--- GIVEN INFORMATION ---

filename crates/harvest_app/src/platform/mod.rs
mod app;
mod commands;
mod config;
mod console;
mod effects;
mod logging;

pub use app::run_app;
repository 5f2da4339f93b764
use std::collections::VecDeque;
use std::io::{self, BufRead, Write};
use std::path::PathBuf;
use std::sync::mpsc;
use std::thread;
use std::time::Duration;

use harvest_core::{update, AppState, Msg};
use harvest_engine::EngineHandle;
use harvest_logging::{harvest_debug, harvest_info, harvest_warn};

use super::commands::{parse_command, Command, HELP};
use super::config::{load_config, AppConfig, DEFAULT_CONFIG_FILE};
use super::console::Console;
use super::effects::EffectRunner;
use super::logging;

const POLL_INTERVAL: Duration = Duration::from_millis(50);

enum Input {
    Command(Command),
    Invalid(String),
    Closed,
}

pub fn run_app() -> anyhow::Result<()> {
    let config_path = std::env::args()
        .nth(1)
        .map(PathBuf::from)
        .unwrap_or_else(|| PathBuf::from(DEFAULT_CONFIG_FILE));
    let loaded = load_config(&config_path);
    let app_config = match &loaded {
        Ok(Some(config)) => config.clone(),
        _ => AppConfig::default(),
    };

    logging::initialize(&app_config.log);
    match &loaded {
        Ok(Some(_)) => harvest_info!("Loaded configuration from {}", config_path.display()),
        Ok(None) => harvest_info!("No configuration at {}; using defaults", config_path.display()),
        Err(err) => harvest_warn!("Ignoring configuration: {}", err),
    }

    let mut console = Console::stdout();
    if let Err(err) = &loaded {
        console.raw(&format!("Ignoring configuration: {err}\n"));
    }

    let runner = EffectRunner::new(EngineHandle::new(app_config.engine_config()));
    let mut app = App {
        state: AppState::new(),
        runner,
        console,
    };
    if let Some(dir) = &app_config.output_dir {
        app.dispatch(Msg::OutputDirChanged(dir.display().to_string()));
    }

    app.console.raw("story_harvest ready. Type 'help' for commands.\n");
    let input_rx = spawn_input_reader()?;

    loop {
        while let Some(msg) = app.runner.poll(&mut app.console) {
            app.dispatch(msg);
        }

        match input_rx.recv_timeout(POLL_INTERVAL) {
            Ok(Input::Command(Command::Quit)) | Ok(Input::Closed) => break,
            Ok(Input::Command(command)) => app.handle_command(command),
            Ok(Input::Invalid(message)) => app.console.raw(&format!("{message}\n")),
            Err(mpsc::RecvTimeoutError::Timeout) => app.dispatch(Msg::Tick),
            Err(mpsc::RecvTimeoutError::Disconnected) => break,
        }
    }

    if app.state.is_running() {
        harvest_warn!("Exiting with a harvest still running");
    }
    harvest_info!("story_harvest exiting");
    Ok(())
}

struct App<W: Write> {
    state: AppState,
    runner: EffectRunner,
    console: Console<W>,
}

impl<W: Write> App<W> {
    fn handle_command(&mut self, command: Command) {
        match command {
            Command::MetadataUrl(url) => self.dispatch(Msg::MetadataUrlChanged(url)),
            Command::ChapterUrl(url) => self.dispatch(Msg::ChapterUrlChanged(url)),
            Command::OutputDir(dir) => self.dispatch(Msg::OutputDirChanged(dir)),
            Command::Start(urls) => {
                if let Some((metadata_url, chapter_url)) = urls {
                    self.dispatch(Msg::MetadataUrlChanged(metadata_url));
                    self.dispatch(Msg::ChapterUrlChanged(chapter_url));
                }
                self.dispatch(Msg::StartClicked);
            }
            Command::TogglePause => self.dispatch(Msg::PauseToggled),
            Command::Render => self.dispatch(Msg::RenderClicked),
            Command::Status => {
                let view = self.state.view();
                self.console.status(&view);
            }
            Command::Help => self.console.raw(HELP),
            Command::Quit => {}
        }
    }

    /// Feeds `msg` through `update` and runs the resulting effects, including
    /// any follow-up messages they produce.
    fn dispatch(&mut self, msg: Msg) {
        let mut pending = VecDeque::from([msg]);
        while let Some(msg) = pending.pop_front() {
            let (state, effects) = update(std::mem::take(&mut self.state), msg);
            self.state = state;
            for effect in effects {
                if let Some(follow_up) = self.runner.run(effect, &mut self.console) {
                    pending.push_back(follow_up);
                }
            }
        }
        if self.state.consume_dirty() {
            harvest_debug!("State now {:?}", self.state.view().stage);
        }
    }
}

fn spawn_input_reader() -> anyhow::Result<mpsc::Receiver<Input>> {
    let (tx, rx) = mpsc::channel();
    thread::Builder::new()
        .name("stdin".to_string())
        .spawn(move || {
            for line in io::stdin().lock().lines() {
                let Ok(line) = line else { break };
                if line.trim().is_empty() {
                    continue;
                }
                let input = match parse_command(&line) {
                    Ok(command) => Input::Command(command),
                    Err(err) => Input::Invalid(err.to_string()),
                };
                if tx.send(input).is_err() {
                    return;
                }
            }
            let _ = tx.send(Input::Closed);
        })?;
    Ok(rx)
}
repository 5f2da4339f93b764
use ego_tree::NodeRef;
use scraper::node::Node;
use scraper::ElementRef;

/// Rendered text of an element, roughly what a browser shows for it:
/// whitespace runs collapse to one space, block elements and `<br>` start
/// new lines, and scripting/presentation-only subtrees are skipped.
pub fn element_text(element: ElementRef) -> String {
    let mut ctx = TextContext::default();
    visit_children(element, &mut ctx);
    ctx.finish()
}

fn visit_node(node: NodeRef<'_, Node>, ctx: &mut TextContext) {
    match node.value() {
        Node::Text(text) => ctx.append_text(text),
        Node::Element(_) => {
            if let Some(element) = ElementRef::wrap(node) {
                visit_element(element, ctx);
            }
        }
        _ => {
            for child in node.children() {
                visit_node(child, ctx);
            }
        }
    }
}

fn visit_element(element: ElementRef, ctx: &mut TextContext) {
    let tag = element.value().name().to_ascii_lowercase();
    match tag.as_str() {
        "br" => ctx.line_break(),
        "p" | "div" | "section" | "article" | "header" | "footer" | "nav" | "figure"
        | "figcaption" | "table" | "tr" | "blockquote" | "address" | "ul" | "ol" | "li" | "h1"
        | "h2" | "h3" | "h4" | "h5" | "h6" | "pre" | "hr" => {
            ctx.ensure_newline();
            visit_children(element, ctx);
            ctx.ensure_newline();
        }
        "script" | "style" | "noscript" | "iframe" | "template" | "head" => {}
        _ => visit_children(element, ctx),
    }
}

fn visit_children(element: ElementRef, ctx: &mut TextContext) {
    for child in element.children() {
        visit_node(child, ctx);
    }
}

#[derive(Default)]
struct TextContext {
    builder: String,
    last_char: Option<char>,
}

impl TextContext {
    fn finish(self) -> String {
        self.builder
            .lines()
            .map(str::trim)
            .collect::<Vec<_>>()
            .join("\n")
            .trim()
            .to_string()
    }

    fn append_text(&mut self, text: &str) {
        for ch in text.chars() {
            if ch.is_whitespace() && ch != '\u{a0}' {
                if matches!(self.last_char, None | Some(' ') | Some('\n')) {
                    continue;
                }
                self.push_char(' ');
            } else {
                self.push_char(ch);
            }
        }
    }

    fn ensure_newline(&mut self) {
        if self.last_char == Some('\n') || self.builder.is_empty() {
            return;
        }
        self.push_char('\n');
    }

    /// Unlike `ensure_newline`, consecutive `<br>`s produce blank lines.
    fn line_break(&mut self) {
        self.push_char('\n');
    }

    fn push_char(&mut self, ch: char) {
        self.builder.push(ch);
        self.last_char = Some(ch);
    }
}
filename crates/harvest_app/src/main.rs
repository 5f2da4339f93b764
mod platform;

fn main() -> anyhow::Result<()> {
    platform::run_app()
}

---

- [PROBLEM TO SOLVE]:
Give the number of lines in the entries that hold the string "update", and add nothing else.

- [EXERCISE RESULT]:
3